Knox and O’Brien are both artists and understand the challenges that especially come with the business side of the calling.
“What we do is try and connect the dots and provide a mentorship program to help facilitate their goals,” Knox says.
“There’s grant writing involved and setting up exhibitions. You really have to market yourself and sometimes people that have a passion to create and share that with the world don’t always have the skills and abilities to put it all together.”
The society is not just for professional artists. O’Brien describes AMSA‘s members as “anyone who uses art as a practice to continue their wellness path.” Participants range from existing artists to “people who colour at night,” explains O’Brien.

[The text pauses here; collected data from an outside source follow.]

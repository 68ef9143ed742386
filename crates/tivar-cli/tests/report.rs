//! Rendering of the `tivar` reports.

use tivar_cli::report::{
    FileReport, ModelReport, diagnostic_lines, entries_table, models_table,
};
use tivar_format::{Entry, EntryKind, EntryOptions, TiVar};
use tivar_standards::models::TI_84PCE;
use tivar_standards::{BuiltinCatalog, ModelCatalog};

/// Program `A` with an empty payload, exported for the TI-84+CE.
fn program_file() -> Vec<u8> {
    let entry = Entry::new(EntryKind::Program, EntryOptions::new().name("A")).value;
    entry.export(None, Some(&TI_84PCE)).value.bytes()
}

#[test]
fn file_report_json() {
    let parsed = TiVar::from_bytes(&program_file());
    let report = FileReport::new("A.8xp", &parsed.value, parsed.diagnostics);
    let json = serde_json::to_string_pretty(&report).expect("serialize");

    insta::assert_snapshot!(json, @r#"
    {
      "path": "A.8xp",
      "signature": "**TI83F*",
      "product_id": "13",
      "model": "TI-83 Premium CE Python",
      "comment": "Created with tivar",
      "extension": "8xp",
      "checksum": "0057",
      "entries": [
        {
          "index": 0,
          "kind": "program",
          "type_id": "05",
          "name": "A",
          "version": "00",
          "archived": false,
          "length": 19,
          "payload_length": 0
        }
      ],
      "diagnostics": []
    }
    "#);
}

#[test]
fn diagnostics_render_one_per_line() {
    let mut bytes = program_file();
    // Archived byte of the only entry; the stored checksum is left stale.
    bytes[55 + 14] = 0x01;
    let parsed = TiVar::from_bytes(&bytes);

    insta::assert_snapshot!(diagnostic_lines(&parsed.diagnostics), @r"
    [TIV014] WARNING: expected 00 or 80, got 01 (at ENTRY[0].archived @14)
    [TIV020] WARNING: expected 0058, got 0057 (at CHECKSUM.checksum)
    ");
}

#[test]
fn entries_table_lists_every_entry() {
    let parsed = TiVar::from_bytes(&program_file());
    let report = FileReport::new("A.8xp", &parsed.value, parsed.diagnostics);
    let rendered = entries_table(&report.entries).to_string();

    assert!(rendered.contains("program"));
    assert!(rendered.contains("05"));
}

#[test]
fn models_table_covers_the_catalog() {
    let models: Vec<ModelReport> = BuiltinCatalog
        .models()
        .iter()
        .copied()
        .map(ModelReport::from)
        .collect();
    assert_eq!(models.len(), 13);

    let rendered = models_table(&models).to_string();
    assert!(rendered.contains("TI-84+CE Python"));
    assert!(rendered.contains("**TI82**"));
}
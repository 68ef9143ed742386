//! TI graphing calculator variable files.
//!
//! This crate reads and writes the variable files (`.8xp`, `.8xs`, `.8xy`,
//! `.8xg`, ...) exchanged with TI-82/83/84 series calculators:
//!
//! - [`Header`]: the fixed 53-byte preamble and model derivation
//! - [`Entry`]: type-tagged variable records with kind coercion
//! - [`tokenized`]: the token codec and version inference for programs,
//!   strings and equations
//! - [`TiVar`]: the container with its entry sequence and checksum
//!
//! Parsing is permissive. Problems that do not prevent reading a file are
//! returned as [`Diagnostics`] next to the parsed value; see
//! [`ReadOptions::strict`] to reject them instead.
//!
//! # Example
//!
//! ```
//! use tivar_format::{Entry, EntryKind, EntryOptions, TiVar};
//! use tivar_standards::models::TI_84PCE;
//! use tivar_standards::{BuiltinTokens, TokenSource};
//!
//! let table = BuiltinTokens.table_for(&TI_84PCE).unwrap();
//!
//! let mut program = Entry::new(EntryKind::Program, EntryOptions::new().name("HELLO")).value;
//! program.load_string("Disp \"HELLO\"", table).unwrap();
//!
//! let var = program.export(None, Some(&TI_84PCE)).value;
//! assert_eq!(var.extension().value, "8xp");
//!
//! let reloaded = TiVar::from_bytes(&var.bytes());
//! assert!(reloaded.diagnostics.is_empty());
//! let text = reloaded.value.entries()[0].string(table).unwrap().value;
//! assert_eq!(text, "Disp \"HELLO\"");
//! ```

mod cursor;
pub mod diagnostics;
pub mod entry;
pub mod error;
pub mod header;
pub mod options;
pub mod reader;
pub mod tokenized;
pub mod var;
pub mod writer;

pub use diagnostics::{Diagnostic, DiagnosticCode, Diagnostics, Location, Parsed, Section, Severity};
pub use entry::{Entry, EntryKind};
pub use error::{Result, VarError};
pub use header::Header;
pub use options::{EntryOptions, HeaderOptions, ReadOptions};
pub use reader::VarReader;
pub use var::{TiVar, checksum, load_entry_at, load_single_entry};
pub use writer::VarWriter;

AMSA provides twice-weekly drop-in classes for the public, as well as outreach classes. And if you’re an art fan, you can rent or buy pieces created by members.
The society also assists artists facing mental and physical health issues. That mental health aspect will be front and centre at an event on Nov. 16. Speakers include mental health advocate Blake Loates, the only Canadian selected to attend Facebook leadership training for her work in the field.
O’Brien says AMSA classes give palliative care patients something to look forward to in a week that’s often filled medical appointments and waiting rooms.
“It’s not just about creating, it’s about creating with a group of people that are there to support your wellness, that give awesome feedback, that give you support, and then just camaraderie sitting around having coffee.”
“We think it’s a holistic way where people can develop self worth and confidence, to even share their work,” adds Knox.